How to complete this task
Please count how many lines below contain the word "TileOffsets" and give nothing but that figure.

(Stored data entries)

•••

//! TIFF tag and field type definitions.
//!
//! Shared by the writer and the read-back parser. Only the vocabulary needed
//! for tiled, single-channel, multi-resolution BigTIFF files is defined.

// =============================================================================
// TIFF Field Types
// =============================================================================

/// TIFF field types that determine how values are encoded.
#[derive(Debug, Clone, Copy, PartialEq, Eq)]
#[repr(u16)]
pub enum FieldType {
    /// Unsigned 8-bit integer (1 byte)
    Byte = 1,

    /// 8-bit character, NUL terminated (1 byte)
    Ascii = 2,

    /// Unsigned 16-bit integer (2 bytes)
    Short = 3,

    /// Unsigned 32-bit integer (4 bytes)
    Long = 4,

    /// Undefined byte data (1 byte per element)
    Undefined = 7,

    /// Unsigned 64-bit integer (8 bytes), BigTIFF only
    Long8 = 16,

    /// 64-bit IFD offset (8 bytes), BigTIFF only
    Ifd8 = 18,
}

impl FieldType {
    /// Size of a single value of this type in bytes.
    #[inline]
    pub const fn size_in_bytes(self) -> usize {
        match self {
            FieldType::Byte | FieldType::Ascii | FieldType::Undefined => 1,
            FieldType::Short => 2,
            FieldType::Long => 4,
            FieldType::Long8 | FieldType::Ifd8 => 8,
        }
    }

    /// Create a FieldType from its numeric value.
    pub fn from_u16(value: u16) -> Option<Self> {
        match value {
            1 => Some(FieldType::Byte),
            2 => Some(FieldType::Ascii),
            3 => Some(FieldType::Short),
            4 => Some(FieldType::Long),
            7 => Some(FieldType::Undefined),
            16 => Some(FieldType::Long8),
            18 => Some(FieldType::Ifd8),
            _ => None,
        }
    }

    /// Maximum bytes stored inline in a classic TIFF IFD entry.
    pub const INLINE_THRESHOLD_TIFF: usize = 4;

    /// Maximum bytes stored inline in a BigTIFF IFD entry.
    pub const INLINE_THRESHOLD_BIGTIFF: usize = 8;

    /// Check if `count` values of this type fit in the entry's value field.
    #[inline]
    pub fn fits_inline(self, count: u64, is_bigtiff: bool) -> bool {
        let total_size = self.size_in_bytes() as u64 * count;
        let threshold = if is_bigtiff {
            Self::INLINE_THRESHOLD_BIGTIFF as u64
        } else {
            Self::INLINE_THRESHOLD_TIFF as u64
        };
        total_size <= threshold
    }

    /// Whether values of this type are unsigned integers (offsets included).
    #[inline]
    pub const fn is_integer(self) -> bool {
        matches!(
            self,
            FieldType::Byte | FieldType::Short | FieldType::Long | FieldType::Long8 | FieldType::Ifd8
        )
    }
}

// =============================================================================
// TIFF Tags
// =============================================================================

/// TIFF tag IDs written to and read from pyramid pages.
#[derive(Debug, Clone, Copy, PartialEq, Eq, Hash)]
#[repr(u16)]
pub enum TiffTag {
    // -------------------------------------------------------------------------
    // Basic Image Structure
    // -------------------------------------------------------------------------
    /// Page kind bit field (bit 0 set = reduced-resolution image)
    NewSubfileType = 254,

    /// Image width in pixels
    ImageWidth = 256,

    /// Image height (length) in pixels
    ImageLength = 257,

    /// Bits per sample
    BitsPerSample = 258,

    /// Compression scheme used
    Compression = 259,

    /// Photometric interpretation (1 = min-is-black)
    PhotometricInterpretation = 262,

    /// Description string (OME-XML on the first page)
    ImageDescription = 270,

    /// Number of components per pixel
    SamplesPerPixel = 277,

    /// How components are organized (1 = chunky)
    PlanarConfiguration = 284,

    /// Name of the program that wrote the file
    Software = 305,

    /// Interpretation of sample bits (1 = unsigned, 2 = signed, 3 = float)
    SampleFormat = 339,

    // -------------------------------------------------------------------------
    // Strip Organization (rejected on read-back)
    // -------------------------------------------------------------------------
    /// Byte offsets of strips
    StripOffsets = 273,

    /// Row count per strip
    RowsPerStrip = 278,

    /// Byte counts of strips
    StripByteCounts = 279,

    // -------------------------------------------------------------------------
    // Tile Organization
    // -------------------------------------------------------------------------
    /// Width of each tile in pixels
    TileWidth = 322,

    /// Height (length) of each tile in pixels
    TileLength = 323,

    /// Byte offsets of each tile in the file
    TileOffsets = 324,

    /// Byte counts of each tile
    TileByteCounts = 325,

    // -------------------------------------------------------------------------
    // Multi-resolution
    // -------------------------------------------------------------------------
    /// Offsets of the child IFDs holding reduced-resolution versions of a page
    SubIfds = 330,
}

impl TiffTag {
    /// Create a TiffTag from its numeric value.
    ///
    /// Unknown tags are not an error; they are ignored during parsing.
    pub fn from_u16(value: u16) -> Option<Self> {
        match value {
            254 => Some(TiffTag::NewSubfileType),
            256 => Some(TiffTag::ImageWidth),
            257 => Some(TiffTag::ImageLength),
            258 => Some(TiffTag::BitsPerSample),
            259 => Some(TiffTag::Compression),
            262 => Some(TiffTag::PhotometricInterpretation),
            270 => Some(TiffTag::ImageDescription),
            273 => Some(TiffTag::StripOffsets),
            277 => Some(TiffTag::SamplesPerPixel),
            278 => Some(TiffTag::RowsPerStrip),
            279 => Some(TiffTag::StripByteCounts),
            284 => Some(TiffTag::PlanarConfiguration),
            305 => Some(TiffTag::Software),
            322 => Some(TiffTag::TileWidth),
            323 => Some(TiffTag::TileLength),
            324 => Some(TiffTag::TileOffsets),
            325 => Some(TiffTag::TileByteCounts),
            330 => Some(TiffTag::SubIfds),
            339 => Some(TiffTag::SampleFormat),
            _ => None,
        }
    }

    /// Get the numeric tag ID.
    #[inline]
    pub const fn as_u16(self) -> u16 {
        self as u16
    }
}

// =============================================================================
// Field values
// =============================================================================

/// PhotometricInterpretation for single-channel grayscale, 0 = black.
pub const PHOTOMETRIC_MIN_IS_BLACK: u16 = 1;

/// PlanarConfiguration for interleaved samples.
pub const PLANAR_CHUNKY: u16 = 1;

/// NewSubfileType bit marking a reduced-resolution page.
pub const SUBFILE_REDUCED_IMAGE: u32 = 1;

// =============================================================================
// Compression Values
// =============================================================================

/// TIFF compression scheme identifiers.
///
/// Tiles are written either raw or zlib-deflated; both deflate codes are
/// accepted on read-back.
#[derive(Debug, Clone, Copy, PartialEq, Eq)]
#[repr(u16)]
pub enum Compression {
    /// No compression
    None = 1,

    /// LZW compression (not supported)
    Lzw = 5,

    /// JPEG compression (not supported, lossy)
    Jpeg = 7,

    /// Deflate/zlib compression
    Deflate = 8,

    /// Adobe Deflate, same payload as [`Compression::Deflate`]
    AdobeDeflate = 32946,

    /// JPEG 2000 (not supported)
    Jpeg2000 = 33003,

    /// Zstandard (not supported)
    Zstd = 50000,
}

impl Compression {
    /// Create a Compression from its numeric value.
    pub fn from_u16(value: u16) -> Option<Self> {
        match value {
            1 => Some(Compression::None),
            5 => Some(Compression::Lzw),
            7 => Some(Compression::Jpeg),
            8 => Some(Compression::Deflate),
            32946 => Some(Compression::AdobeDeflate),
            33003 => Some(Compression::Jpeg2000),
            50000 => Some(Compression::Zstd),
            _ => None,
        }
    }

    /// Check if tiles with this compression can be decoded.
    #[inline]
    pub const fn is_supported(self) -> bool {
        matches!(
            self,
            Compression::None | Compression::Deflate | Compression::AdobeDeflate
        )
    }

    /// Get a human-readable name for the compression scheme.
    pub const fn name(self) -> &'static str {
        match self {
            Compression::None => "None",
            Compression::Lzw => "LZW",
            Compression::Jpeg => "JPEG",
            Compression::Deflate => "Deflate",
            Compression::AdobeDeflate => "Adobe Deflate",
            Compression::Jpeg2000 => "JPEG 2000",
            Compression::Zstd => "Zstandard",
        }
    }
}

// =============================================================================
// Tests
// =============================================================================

•••

Answer to the problem
2